Screenshot of the PizzaNet website from when it launched in 1994

The First Thing That Ever Sold Online Was Pizza

If you happened to live in Santa Cruz in 1994 you could sit down at your computer, open up your favorite browser, and then go ahead and order a pizza online.

You could do all of this on PizzaNet, owned and operated by Pizza Hut. PizzaNet was an experiment that launched in the early 90’s, a way for Pizza Hut to test the waters and see if this World Wide Web thing had a real shot at a future. It was proposed by a particularly ambitious Pizza Hut owner in Santa Cruz, and developed by a few folks at a development shop known as Santa Cruz Operation (SCO).

This being something of a trial run, the site itself was kept pretty basic. Yet it bursted with possibility. Any web user could go online, visit pizza.net, fill out a form that included their pizza choice, address, and phone number and just like that, get a pizza delivered straight to their door. The web may not have been exactly designed for this purpose, but that didn’t stop it from being pretty incredible.

What’s kind of fascinating about PizzaNet is that was conceived and built in 1994. That makes it one of the first few thousand websites up on the web. Browsers were barely able to support inline images, and the total number of users on the web was a small fraction of the population. It was only just recently that the web had managed to to push past a world of academics and research papers to a place where web people were beginning to find themselves in online communities, publishing their digital identities for the very first time.

The idea behind it wasn’t all that new. In the web’s earliest days, some began positing that our future may become dominated by the technology, and we would soon live in a world where our digital life was simply an extension of our actual life. The web was global, and interconnected, and decentralized, and so one could at least imagine a time when everything everywhere would be available on demand and at the click of a button. Of course, these were mostly theoretical musings published in magazines and posted to blogs. There was yet to be a true actualization of the concept. Then here came this site selling pizza on the web. It was quite possibly the first thing ever sold online (though this is a fact that is a bit contested). It was an immediate realization of a vision that was around since the very first days of the World Wide Web.

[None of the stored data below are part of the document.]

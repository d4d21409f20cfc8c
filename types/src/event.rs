//! Events delivered by the backend while an answer is being produced.

use serde::{Deserialize, Serialize};

const KIND_TOOL_STATUS: &str = "tool_status";
const KIND_REASONING_STANDARD: &str = "reasoning_standard";
const KIND_REASONING_INLINE: &str = "reasoning_inline";

/// Raw payload pushed through the delta channel.
///
/// Every field is optional on the wire. `kind` selects how the event is
/// routed; unrecognized kinds are plain text deltas.
#[derive(Debug, Clone, Default, PartialEq, Eq, Serialize, Deserialize)]
#[serde(rename_all = "camelCase")]
pub struct AssistantEvent {
    #[serde(default, skip_serializing_if = "Option::is_none")]
    pub delta: Option<String>,
    #[serde(default, skip_serializing_if = "Option::is_none")]
    pub kind: Option<String>,
    #[serde(default, skip_serializing_if = "Option::is_none")]
    pub tool_name: Option<String>,
    #[serde(default, skip_serializing_if = "Option::is_none")]
    pub tool_status: Option<String>,
    #[serde(default, skip_serializing_if = "Option::is_none")]
    pub message: Option<String>,
}

/// Routing class of an [`AssistantEvent`].
#[derive(Debug, Clone, Copy, PartialEq, Eq)]
pub enum EventKind {
    ToolStatus,
    ReasoningStandard,
    ReasoningInline,
    Text,
}

impl AssistantEvent {
    pub fn text(delta: impl Into<String>) -> Self {
        Self {
            delta: Some(delta.into()),
            ..Self::default()
        }
    }

    pub fn reasoning_standard(delta: impl Into<String>) -> Self {
        Self {
            delta: Some(delta.into()),
            kind: Some(KIND_REASONING_STANDARD.to_string()),
            ..Self::default()
        }
    }

    pub fn reasoning_inline(delta: impl Into<String>) -> Self {
        Self {
            delta: Some(delta.into()),
            kind: Some(KIND_REASONING_INLINE.to_string()),
            ..Self::default()
        }
    }

    pub fn tool_status(
        tool_name: impl Into<String>,
        state: ToolState,
        message: impl Into<String>,
    ) -> Self {
        Self {
            kind: Some(KIND_TOOL_STATUS.to_string()),
            tool_name: Some(tool_name.into()),
            tool_status: Some(state.as_str().to_string()),
            message: Some(message.into()),
            ..Self::default()
        }
    }

    #[must_use]
    pub fn kind(&self) -> EventKind {
        match self.kind.as_deref() {
            Some(KIND_TOOL_STATUS) => EventKind::ToolStatus,
            Some(KIND_REASONING_STANDARD) => EventKind::ReasoningStandard,
            Some(KIND_REASONING_INLINE) => EventKind::ReasoningInline,
            _ => EventKind::Text,
        }
    }

    /// The delta text, or empty when absent.
    #[must_use]
    pub fn delta_text(&self) -> &str {
        self.delta.as_deref().unwrap_or_default()
    }
}

#[derive(Debug, Clone, Copy, PartialEq, Eq, Hash, Serialize, Deserialize)]
#[serde(rename_all = "lowercase")]
pub enum ToolState {
    Running,
    Done,
    Failed,
}

impl ToolState {
    #[must_use]
    pub fn as_str(self) -> &'static str {
        match self {
            ToolState::Running => "running",
            ToolState::Done => "done",
            ToolState::Failed => "failed",
        }
    }

    /// Parse a wire status. Anything unrecognized means "no state".
    #[must_use]
    pub fn parse(raw: &str) -> Option<Self> {
        match raw {
            "running" => Some(ToolState::Running),
            "done" => Some(ToolState::Done),
            "failed" => Some(ToolState::Failed),
            _ => None,
        }
    }
}

/// Tool activity line shown next to the streaming answer.
#[derive(Debug, Clone, Default, PartialEq, Eq)]
pub struct ToolStatus {
    pub text: String,
    pub state: Option<ToolState>,
}

impl ToolStatus {
    #[must_use]
    pub fn is_empty(&self) -> bool {
        self.text.is_empty() && self.state.is_none()
    }

    pub fn clear(&mut self) {
        self.text.clear();
        self.state = None;
    }
}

The technology behind PizzaNet was surprisingly rudimentary. On the site was a webform, itself fairly complicated but well trodden even in the early days. The form contained a customized menu with a list of pizza toppings and drinks. When the form was submitted, the data was transmitted to a centralized Pizza Hut server in Witchita, then relayed back to the Pizza Hut location in Santa Cruz through an Internet connection that had been set up in the location specifically to receive messages about what orders came through the site. To ensure that the order was error and prankster free, an employee would then call to verify the order, and the customer could pay for the pizza upon delivery, just like you’d do over the phone.

Screenshot from Pizza Hut's menu from the earlier days of the web
A later iteration of Pizza Hut’s delivery menu

There were a lot of new ideas, and thoughts about where PizzaNet could go and what it could be, but it was basically filed away for later. The rest is, as hopefully you know by now, history. A couple of years after the site launched, the web exploded, and just about everything could be bought and sold online. On that list, of course, was pizza delivery, and the world largely forgot about PizzaNet.

We’re way past ordering pizza’s these days. The technocratic vision of the future sown and spread by early web adopters has more or less been seen through at this point. But what’s interesting to me about PizzaNet is that it rather than re-inventing a concept for it’s digital manifestation, it largely just mirrored reality. Despite that fact that most of our shared lives are experienced online these days, we still find a need to differentiate from our online lives from what happens in real life. As if they are somehow two distinct realities. If we were to follow PizzaNet’s lead we may have found ourselves in a world where the two were a bit more merged. Where one traded off with one another. Where a human being called you up on the phone to make sure they got everything right. Instead, we order online, pay online, interact online, and then go back to our “real lives.”

Ok, I’m reaching. But a site like PizzaNet interests me because, in some small way, it represents an alternate outcome of the web. And it’s a path that we’ve more or less forgotten about.

Amazingly, PizzaNet is still up for your viewing (but not ordering) pleasure.